Naquela época, tudo parecia simples.
Nós dois contra o mundo.
E agora…
agora eu mal conseguia reconhecer o homem que havia estado ao meu lado durante todos aqueles anos.
Essa era a parte mais assustadora.
Eu não sabia mais se as palavras dele eram sinceras ou apenas mais uma mentira.
Eu já estava me preparando para tentar dormir quando meu telefone tocou.
Era Victoria.
Atendi imediatamente.
Victoria:
— Irina, falei com o motorista que leva as roupas do hospital para a lavanderia. Ele concordou em ajudar. Vai buscar você amanhã às seis da manhã.
Meu coração acelerou.
Irina:
— Amanhã? Tão rápido assim?
Por alguns segundos ela ficou em silêncio.
Victoria:
— Você não está pensando em desistir, está?
Respirei fundo antes de responder.
Irina:
— Não… só estou tentando entender tudo isso.
Victoria continuou falando, agora com um tom que parecia ainda mais preocupado.
Victoria:
— Irina… preciso te contar uma coisa.
Meu corpo inteiro se enrijeceu.
Irina:
— O que foi?
Victoria:
— Algumas pessoas viram Viktor com Lorena novamente hoje.
As palavras me atingiram como um golpe.
As lágrimas voltaram imediatamente.
Algumas horas antes ele estava ali naquele quarto, dizendo que iria mudar. Pedindo outra chance. E, enquanto eu ainda pensava se deveria acreditar nele…
ele já estava novamente com aquela mulher.

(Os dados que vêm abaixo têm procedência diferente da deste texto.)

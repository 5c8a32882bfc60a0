use tracing::{debug, trace};

use crate::actor::reactor::Reactor;
use crate::sys::screen::DisplayId;

pub struct SpaceEventHandler;

impl SpaceEventHandler {
    /// Brings the newly visible desktop of `display_id` in line with the
    /// windows the window server reports on it, then lays it out.
    pub fn handle_space_changed(reactor: &Reactor, display_id: DisplayId) {
        let ws = &reactor.window_server;
        let Some(info) = ws.active_space(display_id) else {
            trace!(display = %display_id, "display has no active desktop");
            return;
        };
        let Some(mut space) = reactor.acquire(info) else {
            return;
        };

        let present: Vec<_> = ws
            .windows_on_space(info.id)
            .into_iter()
            .filter_map(|w| ws.window(w))
            .filter(|w| !w.is_minimized && !w.is_fullscreen)
            .collect();

        for gone in space.windows() {
            if !present.iter().any(|w| w.id == gone) {
                space.forget(gone);
            }
        }
        let defaults = reactor.split_settings();
        for window in &present {
            if !space.contains(window.id) {
                reactor.place(&mut space, window, &defaults);
            }
        }
        debug!(space = %info.id, windows = present.len(), "desktop became active");
        reactor.commit(space);
    }

    pub fn handle_displays_changed(reactor: &Reactor) {
        let insets = reactor.screen_insets();
        for id in reactor.registry.ids() {
            let Some(mut space) = reactor.registry.get(id) else {
                continue;
            };
            let display_id = space.display().id;
            let Some(display) = reactor.window_server.display(display_id) else {
                debug!(space = %id, display = %display_id, "display of space is gone");
                continue;
            };
            space.update_screen(display, insets);
            space.ensure_recomputed();
            let visible =
                reactor.window_server.active_space(display_id).is_some_and(|s| s.id == id);
            if visible {
                reactor.commit(space);
            }
        }
    }
}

Meu coração parecia se partir em silêncio dentro do peito.
Victoria:
— Amiga…
Respirei fundo, tentando manter a voz firme.
Irina:
— Avise o motorista que estarei esperando. Amanhã, às seis horas, nos fundos do hospital.
Victoria:
— Tem certeza?
Irina:
— Tenho.
Victoria suspirou do outro lado da linha.
Victoria:
— É a melhor decisão que você pode tomar. Você e seu bebê merecem uma vida longe de tudo isso.
Senti um nó apertar minha garganta.
Irina:
— Obrigada por me ajudar.
Victoria:
— A única coisa que quero é ver você feliz, mesmo que seja longe daqui.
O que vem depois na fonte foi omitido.